EXERCISE OBJECTIVE
Copy, from the data below, each line that has the word "mapper".

Saved data entries
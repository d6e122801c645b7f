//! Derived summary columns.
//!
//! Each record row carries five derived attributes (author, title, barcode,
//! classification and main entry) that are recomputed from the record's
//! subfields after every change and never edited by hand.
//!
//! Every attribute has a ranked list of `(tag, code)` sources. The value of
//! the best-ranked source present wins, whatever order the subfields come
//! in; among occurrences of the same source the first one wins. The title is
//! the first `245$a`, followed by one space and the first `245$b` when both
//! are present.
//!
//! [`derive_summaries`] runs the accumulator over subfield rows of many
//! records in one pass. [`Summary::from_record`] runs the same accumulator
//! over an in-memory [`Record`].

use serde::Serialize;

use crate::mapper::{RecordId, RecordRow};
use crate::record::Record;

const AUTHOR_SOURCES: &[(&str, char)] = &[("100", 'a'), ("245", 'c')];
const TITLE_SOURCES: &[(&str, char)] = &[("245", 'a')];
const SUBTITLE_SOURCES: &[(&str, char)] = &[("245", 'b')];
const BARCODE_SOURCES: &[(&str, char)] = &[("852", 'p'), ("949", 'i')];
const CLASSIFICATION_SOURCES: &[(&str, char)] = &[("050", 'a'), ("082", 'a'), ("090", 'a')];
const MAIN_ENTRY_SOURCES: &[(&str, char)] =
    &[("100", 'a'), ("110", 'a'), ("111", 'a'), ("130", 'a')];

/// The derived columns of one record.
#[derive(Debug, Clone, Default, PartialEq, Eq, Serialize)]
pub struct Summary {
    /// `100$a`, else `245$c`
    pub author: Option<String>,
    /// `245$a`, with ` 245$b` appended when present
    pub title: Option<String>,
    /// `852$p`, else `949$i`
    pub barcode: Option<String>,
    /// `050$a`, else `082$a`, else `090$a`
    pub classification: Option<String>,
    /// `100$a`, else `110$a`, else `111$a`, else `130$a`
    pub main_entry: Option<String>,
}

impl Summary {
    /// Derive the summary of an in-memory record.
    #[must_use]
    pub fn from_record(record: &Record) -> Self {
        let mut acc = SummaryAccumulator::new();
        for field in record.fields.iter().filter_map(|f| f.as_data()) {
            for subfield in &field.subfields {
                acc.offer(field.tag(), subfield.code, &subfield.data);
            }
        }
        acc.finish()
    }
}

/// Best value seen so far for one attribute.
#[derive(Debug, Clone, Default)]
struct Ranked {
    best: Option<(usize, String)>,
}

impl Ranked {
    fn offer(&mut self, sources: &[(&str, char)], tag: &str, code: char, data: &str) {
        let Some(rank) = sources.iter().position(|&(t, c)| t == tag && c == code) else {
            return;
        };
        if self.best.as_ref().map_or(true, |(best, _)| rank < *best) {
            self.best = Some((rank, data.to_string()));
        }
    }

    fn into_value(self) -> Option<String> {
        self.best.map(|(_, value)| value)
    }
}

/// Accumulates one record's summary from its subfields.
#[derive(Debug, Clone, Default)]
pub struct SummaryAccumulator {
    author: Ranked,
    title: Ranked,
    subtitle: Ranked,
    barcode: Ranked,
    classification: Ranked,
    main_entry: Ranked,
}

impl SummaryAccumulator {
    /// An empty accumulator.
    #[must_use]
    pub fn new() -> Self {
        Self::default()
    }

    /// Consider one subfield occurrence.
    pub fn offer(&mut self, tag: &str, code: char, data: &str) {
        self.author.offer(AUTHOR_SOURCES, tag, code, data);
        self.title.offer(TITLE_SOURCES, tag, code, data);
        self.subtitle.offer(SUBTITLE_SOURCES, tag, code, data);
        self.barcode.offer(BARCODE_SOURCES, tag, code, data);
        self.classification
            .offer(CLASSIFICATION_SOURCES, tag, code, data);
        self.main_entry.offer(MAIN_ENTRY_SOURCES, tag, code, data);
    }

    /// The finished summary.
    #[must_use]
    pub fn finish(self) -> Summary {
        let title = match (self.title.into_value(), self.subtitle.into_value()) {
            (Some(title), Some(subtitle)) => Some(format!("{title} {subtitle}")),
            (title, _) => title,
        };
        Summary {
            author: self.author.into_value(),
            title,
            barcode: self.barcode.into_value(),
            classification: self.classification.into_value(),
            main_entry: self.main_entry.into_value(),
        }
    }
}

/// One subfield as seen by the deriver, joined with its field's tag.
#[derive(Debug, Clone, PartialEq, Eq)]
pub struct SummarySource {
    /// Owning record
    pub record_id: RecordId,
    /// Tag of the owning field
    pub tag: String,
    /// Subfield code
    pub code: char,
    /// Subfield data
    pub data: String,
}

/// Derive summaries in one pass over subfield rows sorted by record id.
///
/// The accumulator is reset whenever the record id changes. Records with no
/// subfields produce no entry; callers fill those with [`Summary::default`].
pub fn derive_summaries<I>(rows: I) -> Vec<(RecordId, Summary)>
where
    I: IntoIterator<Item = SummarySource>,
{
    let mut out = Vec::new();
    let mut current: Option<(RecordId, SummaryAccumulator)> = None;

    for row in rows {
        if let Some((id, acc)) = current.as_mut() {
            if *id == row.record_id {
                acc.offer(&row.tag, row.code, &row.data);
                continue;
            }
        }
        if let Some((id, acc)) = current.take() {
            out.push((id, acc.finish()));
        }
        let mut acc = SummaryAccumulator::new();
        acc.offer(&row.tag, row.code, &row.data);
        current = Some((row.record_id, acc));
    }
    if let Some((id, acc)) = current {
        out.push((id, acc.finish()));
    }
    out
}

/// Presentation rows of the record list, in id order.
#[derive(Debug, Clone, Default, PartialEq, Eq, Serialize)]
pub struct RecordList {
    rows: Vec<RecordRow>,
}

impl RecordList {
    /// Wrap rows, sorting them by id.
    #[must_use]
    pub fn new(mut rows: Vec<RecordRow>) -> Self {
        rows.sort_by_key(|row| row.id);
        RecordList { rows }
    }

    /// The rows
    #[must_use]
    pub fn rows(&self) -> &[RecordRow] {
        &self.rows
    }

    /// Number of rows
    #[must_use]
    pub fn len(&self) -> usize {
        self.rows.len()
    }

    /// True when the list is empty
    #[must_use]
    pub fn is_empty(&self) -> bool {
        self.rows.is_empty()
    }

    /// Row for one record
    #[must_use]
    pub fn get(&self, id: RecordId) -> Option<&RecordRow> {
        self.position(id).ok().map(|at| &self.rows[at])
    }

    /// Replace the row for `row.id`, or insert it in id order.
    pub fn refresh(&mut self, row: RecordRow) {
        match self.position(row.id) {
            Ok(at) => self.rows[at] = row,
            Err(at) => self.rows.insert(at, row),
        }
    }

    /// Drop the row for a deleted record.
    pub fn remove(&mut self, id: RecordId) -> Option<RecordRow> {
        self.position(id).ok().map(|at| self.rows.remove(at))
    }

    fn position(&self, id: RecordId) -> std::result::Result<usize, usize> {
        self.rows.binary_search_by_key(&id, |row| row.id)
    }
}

==

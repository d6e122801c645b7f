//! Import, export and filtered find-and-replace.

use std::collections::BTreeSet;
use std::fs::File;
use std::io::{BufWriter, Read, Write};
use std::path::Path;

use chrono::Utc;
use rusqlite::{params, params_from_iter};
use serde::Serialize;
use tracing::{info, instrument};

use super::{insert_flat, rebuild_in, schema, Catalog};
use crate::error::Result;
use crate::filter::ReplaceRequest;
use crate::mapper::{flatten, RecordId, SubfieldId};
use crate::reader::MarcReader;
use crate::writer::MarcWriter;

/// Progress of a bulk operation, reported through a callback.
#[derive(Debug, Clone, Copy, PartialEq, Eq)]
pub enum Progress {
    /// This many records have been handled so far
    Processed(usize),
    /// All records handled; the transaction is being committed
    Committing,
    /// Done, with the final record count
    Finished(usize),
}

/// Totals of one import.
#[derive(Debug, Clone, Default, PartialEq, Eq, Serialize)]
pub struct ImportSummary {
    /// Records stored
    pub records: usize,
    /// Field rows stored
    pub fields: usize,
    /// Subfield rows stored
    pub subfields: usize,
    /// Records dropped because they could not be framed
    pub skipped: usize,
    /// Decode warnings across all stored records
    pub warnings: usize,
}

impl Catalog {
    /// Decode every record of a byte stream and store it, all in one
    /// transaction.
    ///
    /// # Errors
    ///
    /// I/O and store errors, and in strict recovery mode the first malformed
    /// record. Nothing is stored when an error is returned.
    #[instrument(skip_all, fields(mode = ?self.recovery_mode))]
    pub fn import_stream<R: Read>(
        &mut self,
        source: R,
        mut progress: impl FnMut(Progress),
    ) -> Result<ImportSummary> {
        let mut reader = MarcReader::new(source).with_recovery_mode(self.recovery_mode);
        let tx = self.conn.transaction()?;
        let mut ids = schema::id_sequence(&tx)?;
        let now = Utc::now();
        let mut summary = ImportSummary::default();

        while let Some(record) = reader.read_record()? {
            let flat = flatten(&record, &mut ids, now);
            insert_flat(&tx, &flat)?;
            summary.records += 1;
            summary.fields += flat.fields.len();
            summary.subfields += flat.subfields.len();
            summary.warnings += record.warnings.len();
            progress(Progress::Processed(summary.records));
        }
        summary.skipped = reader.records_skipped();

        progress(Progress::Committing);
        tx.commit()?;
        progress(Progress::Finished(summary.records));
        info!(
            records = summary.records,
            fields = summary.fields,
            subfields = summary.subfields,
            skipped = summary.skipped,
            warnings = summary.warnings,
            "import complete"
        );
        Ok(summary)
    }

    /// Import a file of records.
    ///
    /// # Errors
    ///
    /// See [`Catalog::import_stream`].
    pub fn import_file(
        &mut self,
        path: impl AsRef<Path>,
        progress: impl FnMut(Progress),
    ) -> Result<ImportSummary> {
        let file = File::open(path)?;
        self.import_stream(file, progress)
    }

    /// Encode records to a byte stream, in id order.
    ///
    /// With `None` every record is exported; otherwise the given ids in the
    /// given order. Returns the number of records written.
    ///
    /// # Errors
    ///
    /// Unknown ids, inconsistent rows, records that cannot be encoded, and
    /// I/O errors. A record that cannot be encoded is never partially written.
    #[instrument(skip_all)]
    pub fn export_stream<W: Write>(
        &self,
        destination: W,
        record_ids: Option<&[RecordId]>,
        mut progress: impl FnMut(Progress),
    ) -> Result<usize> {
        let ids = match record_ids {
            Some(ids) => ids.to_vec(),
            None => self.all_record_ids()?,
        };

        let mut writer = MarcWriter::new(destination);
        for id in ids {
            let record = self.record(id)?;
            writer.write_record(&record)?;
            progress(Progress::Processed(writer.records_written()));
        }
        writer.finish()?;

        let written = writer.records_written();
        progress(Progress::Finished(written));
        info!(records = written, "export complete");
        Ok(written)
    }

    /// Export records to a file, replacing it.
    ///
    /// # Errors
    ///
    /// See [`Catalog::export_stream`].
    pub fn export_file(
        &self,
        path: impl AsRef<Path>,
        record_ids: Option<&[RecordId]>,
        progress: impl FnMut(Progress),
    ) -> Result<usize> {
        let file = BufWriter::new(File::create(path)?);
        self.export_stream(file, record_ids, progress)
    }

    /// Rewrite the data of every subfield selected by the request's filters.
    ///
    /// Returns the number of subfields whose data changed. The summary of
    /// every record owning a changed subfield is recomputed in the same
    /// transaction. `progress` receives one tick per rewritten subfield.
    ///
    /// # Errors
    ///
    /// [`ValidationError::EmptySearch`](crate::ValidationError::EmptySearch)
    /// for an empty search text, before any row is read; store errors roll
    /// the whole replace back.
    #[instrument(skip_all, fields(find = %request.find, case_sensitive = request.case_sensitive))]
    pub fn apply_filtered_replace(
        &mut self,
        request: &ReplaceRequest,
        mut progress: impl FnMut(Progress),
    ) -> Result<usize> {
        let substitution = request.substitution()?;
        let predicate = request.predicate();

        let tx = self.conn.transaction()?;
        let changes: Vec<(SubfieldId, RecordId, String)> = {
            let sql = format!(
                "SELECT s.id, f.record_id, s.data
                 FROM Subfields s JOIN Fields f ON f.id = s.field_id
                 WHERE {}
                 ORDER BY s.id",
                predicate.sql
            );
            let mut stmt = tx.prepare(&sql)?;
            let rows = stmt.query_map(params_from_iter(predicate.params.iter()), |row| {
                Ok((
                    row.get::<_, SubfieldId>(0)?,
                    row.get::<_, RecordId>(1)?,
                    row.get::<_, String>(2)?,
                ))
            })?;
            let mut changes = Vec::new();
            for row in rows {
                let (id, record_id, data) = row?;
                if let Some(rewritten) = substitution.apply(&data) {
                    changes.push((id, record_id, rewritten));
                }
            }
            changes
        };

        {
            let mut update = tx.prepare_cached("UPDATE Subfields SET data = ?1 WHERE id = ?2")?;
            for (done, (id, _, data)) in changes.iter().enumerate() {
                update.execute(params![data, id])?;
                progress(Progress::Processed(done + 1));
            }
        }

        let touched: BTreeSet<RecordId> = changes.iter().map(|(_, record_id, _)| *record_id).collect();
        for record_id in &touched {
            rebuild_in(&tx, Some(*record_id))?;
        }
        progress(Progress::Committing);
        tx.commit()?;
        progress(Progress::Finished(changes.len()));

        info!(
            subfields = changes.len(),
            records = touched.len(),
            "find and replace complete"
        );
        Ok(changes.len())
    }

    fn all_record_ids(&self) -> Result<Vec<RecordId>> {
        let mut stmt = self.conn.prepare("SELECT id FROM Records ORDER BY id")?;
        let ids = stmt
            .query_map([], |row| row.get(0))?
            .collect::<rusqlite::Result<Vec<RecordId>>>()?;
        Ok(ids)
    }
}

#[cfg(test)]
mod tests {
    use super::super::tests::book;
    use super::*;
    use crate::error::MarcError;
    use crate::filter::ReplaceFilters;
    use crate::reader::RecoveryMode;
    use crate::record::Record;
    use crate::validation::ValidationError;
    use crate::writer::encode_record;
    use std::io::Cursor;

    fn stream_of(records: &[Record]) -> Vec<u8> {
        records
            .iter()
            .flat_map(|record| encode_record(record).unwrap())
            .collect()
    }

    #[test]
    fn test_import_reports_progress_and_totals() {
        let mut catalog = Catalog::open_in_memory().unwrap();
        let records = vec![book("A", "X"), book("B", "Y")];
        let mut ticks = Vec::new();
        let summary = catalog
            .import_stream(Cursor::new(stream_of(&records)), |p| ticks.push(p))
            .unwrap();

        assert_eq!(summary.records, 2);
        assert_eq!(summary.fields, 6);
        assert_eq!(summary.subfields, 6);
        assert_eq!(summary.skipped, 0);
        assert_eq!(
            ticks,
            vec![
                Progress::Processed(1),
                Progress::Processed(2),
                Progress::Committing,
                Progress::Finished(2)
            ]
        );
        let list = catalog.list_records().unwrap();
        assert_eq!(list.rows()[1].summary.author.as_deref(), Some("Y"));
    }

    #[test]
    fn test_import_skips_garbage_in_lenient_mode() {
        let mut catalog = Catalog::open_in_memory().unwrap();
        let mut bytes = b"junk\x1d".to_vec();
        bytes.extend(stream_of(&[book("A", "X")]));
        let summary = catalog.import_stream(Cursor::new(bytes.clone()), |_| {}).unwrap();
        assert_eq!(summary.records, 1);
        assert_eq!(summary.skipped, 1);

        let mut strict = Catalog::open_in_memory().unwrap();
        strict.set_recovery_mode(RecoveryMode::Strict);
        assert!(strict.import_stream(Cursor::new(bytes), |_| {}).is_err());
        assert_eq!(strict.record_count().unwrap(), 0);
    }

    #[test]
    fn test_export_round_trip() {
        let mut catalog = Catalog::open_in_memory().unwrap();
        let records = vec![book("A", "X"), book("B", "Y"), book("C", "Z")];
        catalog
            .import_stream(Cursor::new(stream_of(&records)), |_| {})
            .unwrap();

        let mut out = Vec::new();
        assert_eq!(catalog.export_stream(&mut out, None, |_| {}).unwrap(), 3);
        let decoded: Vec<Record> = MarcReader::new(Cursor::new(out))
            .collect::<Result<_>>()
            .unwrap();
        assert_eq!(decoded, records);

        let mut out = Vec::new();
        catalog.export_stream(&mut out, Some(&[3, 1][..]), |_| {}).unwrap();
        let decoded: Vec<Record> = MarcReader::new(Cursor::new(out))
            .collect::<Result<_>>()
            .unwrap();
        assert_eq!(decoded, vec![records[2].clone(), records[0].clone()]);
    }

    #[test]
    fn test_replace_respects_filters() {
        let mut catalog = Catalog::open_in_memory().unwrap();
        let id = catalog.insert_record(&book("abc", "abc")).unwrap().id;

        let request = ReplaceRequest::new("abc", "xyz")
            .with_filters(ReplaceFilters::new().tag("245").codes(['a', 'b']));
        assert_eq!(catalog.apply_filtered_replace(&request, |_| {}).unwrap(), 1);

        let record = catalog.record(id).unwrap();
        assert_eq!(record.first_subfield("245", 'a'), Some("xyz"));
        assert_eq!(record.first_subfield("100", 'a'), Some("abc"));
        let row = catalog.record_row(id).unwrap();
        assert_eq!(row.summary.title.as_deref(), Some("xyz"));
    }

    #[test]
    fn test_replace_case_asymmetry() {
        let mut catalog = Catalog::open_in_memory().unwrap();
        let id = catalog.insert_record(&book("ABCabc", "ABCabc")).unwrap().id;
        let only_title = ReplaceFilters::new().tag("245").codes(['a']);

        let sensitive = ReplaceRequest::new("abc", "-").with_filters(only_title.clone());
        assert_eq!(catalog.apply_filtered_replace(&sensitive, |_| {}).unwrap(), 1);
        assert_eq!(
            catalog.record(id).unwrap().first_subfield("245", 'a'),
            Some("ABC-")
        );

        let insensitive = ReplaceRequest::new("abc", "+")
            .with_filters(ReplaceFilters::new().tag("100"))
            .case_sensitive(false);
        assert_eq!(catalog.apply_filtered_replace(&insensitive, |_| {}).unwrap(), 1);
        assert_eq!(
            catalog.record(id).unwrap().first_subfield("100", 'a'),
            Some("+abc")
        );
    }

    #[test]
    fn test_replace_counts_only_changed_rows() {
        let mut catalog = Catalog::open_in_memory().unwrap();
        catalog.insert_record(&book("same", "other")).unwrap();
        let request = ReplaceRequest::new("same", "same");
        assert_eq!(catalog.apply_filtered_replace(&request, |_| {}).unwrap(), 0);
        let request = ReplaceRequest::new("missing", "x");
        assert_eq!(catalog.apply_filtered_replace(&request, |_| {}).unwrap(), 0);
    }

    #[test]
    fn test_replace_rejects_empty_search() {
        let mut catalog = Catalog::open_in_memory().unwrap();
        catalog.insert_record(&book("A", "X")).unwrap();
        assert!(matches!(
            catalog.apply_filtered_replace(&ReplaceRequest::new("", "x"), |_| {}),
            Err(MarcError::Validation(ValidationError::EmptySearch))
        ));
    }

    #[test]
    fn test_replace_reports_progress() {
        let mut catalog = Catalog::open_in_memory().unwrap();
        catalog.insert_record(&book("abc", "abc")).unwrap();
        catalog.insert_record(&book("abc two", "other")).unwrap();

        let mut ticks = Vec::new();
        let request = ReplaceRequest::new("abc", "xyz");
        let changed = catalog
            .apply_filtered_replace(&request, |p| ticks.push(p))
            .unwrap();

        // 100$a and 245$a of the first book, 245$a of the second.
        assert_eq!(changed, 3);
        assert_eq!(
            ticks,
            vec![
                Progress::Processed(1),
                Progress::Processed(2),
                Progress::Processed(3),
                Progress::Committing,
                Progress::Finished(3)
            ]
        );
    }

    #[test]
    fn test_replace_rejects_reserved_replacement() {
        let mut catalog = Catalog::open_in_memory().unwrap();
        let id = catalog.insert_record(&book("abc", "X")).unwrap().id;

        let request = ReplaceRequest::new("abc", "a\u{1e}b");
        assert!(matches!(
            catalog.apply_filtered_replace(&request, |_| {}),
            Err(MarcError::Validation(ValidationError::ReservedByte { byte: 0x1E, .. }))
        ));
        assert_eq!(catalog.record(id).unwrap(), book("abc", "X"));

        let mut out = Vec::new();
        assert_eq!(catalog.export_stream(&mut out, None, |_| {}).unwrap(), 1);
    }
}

RESPONSE TO THIS TASK
use crate::mapper::{RecordId, RecordRow};
use crate::mapper::{flatten, RecordId, SubfieldId};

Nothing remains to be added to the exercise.